NEWS

Amid fiscal constraints, Greek gov't plans more hirings

TAGS: Politics

In a move that many are describing as a bid to lure voters, Interior Minister Panos Skourletis announced on Friday that the number of permanent municipal sanitation staff will be increased from 6,500 to 8,800.

Speaking to state-run TV on Friday, Skourletis said the hirings – announced at a time of fiscal constraints – will meet “municipalities’ real needs.”

But critics said he is simply pandering to municipal workers’ unions and giving in to their every demand.

According to information gleaned so far, Kathimerini understands that Greece’s lenders have said that they have no objectives to the hirings.

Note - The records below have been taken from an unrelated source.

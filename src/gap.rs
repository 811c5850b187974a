//! GAP event coordinator.
//!
//! Drives the connection lifecycle: admit connections into the slot
//! table, free slots on disconnect, and keep the peripheral advertising
//! so further centrals can join (up to
//! [`MAX_DEVICES`](crate::slots::MAX_DEVICES) tracked links).
//!
//! ```text
//!   radio stack ──▶ GapEvent ──▶ Coordinator ──▶ SlotTable
//!                                    │
//!                                    └─────────▶ AdvertiserPort::restart
//! ```
//!
//! The coordinator is the sole writer of the slot table; the GATT
//! access path only reads it via [`Coordinator::slots`].

use log::{info, warn};

use crate::error::LinkError;
use crate::slots::{ConnHandle, SlotTable};

// ───────────────────────────────────────────────────────────────
// Events
// ───────────────────────────────────────────────────────────────

/// GAP events delivered by the radio stack.
///
/// The underlying protocol has many more event kinds; everything this
/// system deliberately ignores arrives as [`GapEvent::Other`] so the
/// catch-all is an explicit, auditable arm rather than silent
/// fallthrough.
#[derive(Debug, Clone, Copy, PartialEq, Eq)]
pub enum GapEvent {
    /// A central attempted to connect. `success` is the stack's status.
    Connect { handle: ConnHandle, success: bool },
    /// An established link went down (reason is not inspected).
    Disconnect { handle: ConnHandle },
    /// One advertising round finished (timed out or was cancelled).
    AdvComplete,
    /// Any stack event kind outside this system's concern.
    Other(u32),
}

// ───────────────────────────────────────────────────────────────
// Advertiser port
// ───────────────────────────────────────────────────────────────

/// Driven port: (re)start advertising on the radio.
///
/// Implementations build the complete-local-name field and undirected
/// connectable / general discoverable parameters with no time limit.
/// Restarting while already advertising must be tolerated.
pub trait AdvertiserPort {
    fn restart(&mut self);
}

// ───────────────────────────────────────────────────────────────
// Coordinator
// ───────────────────────────────────────────────────────────────

/// The GAP event state machine. Owns the slot table.
#[derive(Debug, Default)]
pub struct Coordinator {
    slots: SlotTable,
}

impl Coordinator {
    pub const fn new() -> Self {
        Self {
            slots: SlotTable::new(),
        }
    }

    /// Read-only view of the slot table for the GATT access path.
    pub fn slots(&self) -> &SlotTable {
        &self.slots
    }

    /// Process one GAP event.
    ///
    /// Every terminal event (successful connect, disconnect,
    /// advertising-complete) restarts advertising exactly once. A
    /// failed connect does not: the stack delivers its own
    /// advertising-complete transition when it ends the attempt.
    pub fn handle_event(&mut self, event: GapEvent, adv: &mut impl AdvertiserPort) {
        match event {
            GapEvent::Connect { handle, success } => {
                if success {
                    match self.slots.assign(handle) {
                        Ok(idx) => {
                            info!("Device {} connected, conn_handle={}", idx + 1, handle);
                        }
                        Err(_) => {
                            warn!(
                                "Device 0 connected untracked ({}), conn_handle={}",
                                LinkError::SlotTableFull,
                                handle
                            );
                        }
                    }
                    adv.restart();
                } else {
                    warn!("GAP: {}, conn_handle={}", LinkError::ConnectAttemptFailed, handle);
                }
            }
            GapEvent::Disconnect { handle } => {
                match self.slots.release(handle) {
                    Some(idx) => {
                        info!("Device {} disconnected, conn_handle={}", idx + 1, handle);
                    }
                    None => {
                        info!(
                            "Device 0 disconnected ({}), conn_handle={}",
                            LinkError::UnknownConnection,
                            handle
                        );
                    }
                }
                adv.restart();
            }
            GapEvent::AdvComplete => {
                info!("GAP advertising round complete");
                adv.restart();
            }
            // Deliberately ignored: the stack emits many event kinds
            // (MTU updates, PHY changes, ...) this core does not track.
            GapEvent::Other(_) => {}
        }
    }
}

The move will not burden the budget as wages of sanitation staff at local authorities are covered by municipal levies paid by citizens.

However, many local authorities have said that they do not have the necessary funds to make the hirings and this could possibly force them to increase municipal levies.

Skourletis sought to clarify that contract workers currently working at municipal cleaning service are not necessarily the ones who will be hired, as all qualified people will be considered for the positions, he said.

The estimated 10,000 contract workers currently employed in municipalities’ sanitation departments will remain at their posts until March 31, 2018 at the latest, when their contracts expire.

Earlier in the year, Skourletis had sought to extend those contracts beyond their initial 24-month limit but was forced to back down after the Council of State ruled it would violate the Constitution and European Union law.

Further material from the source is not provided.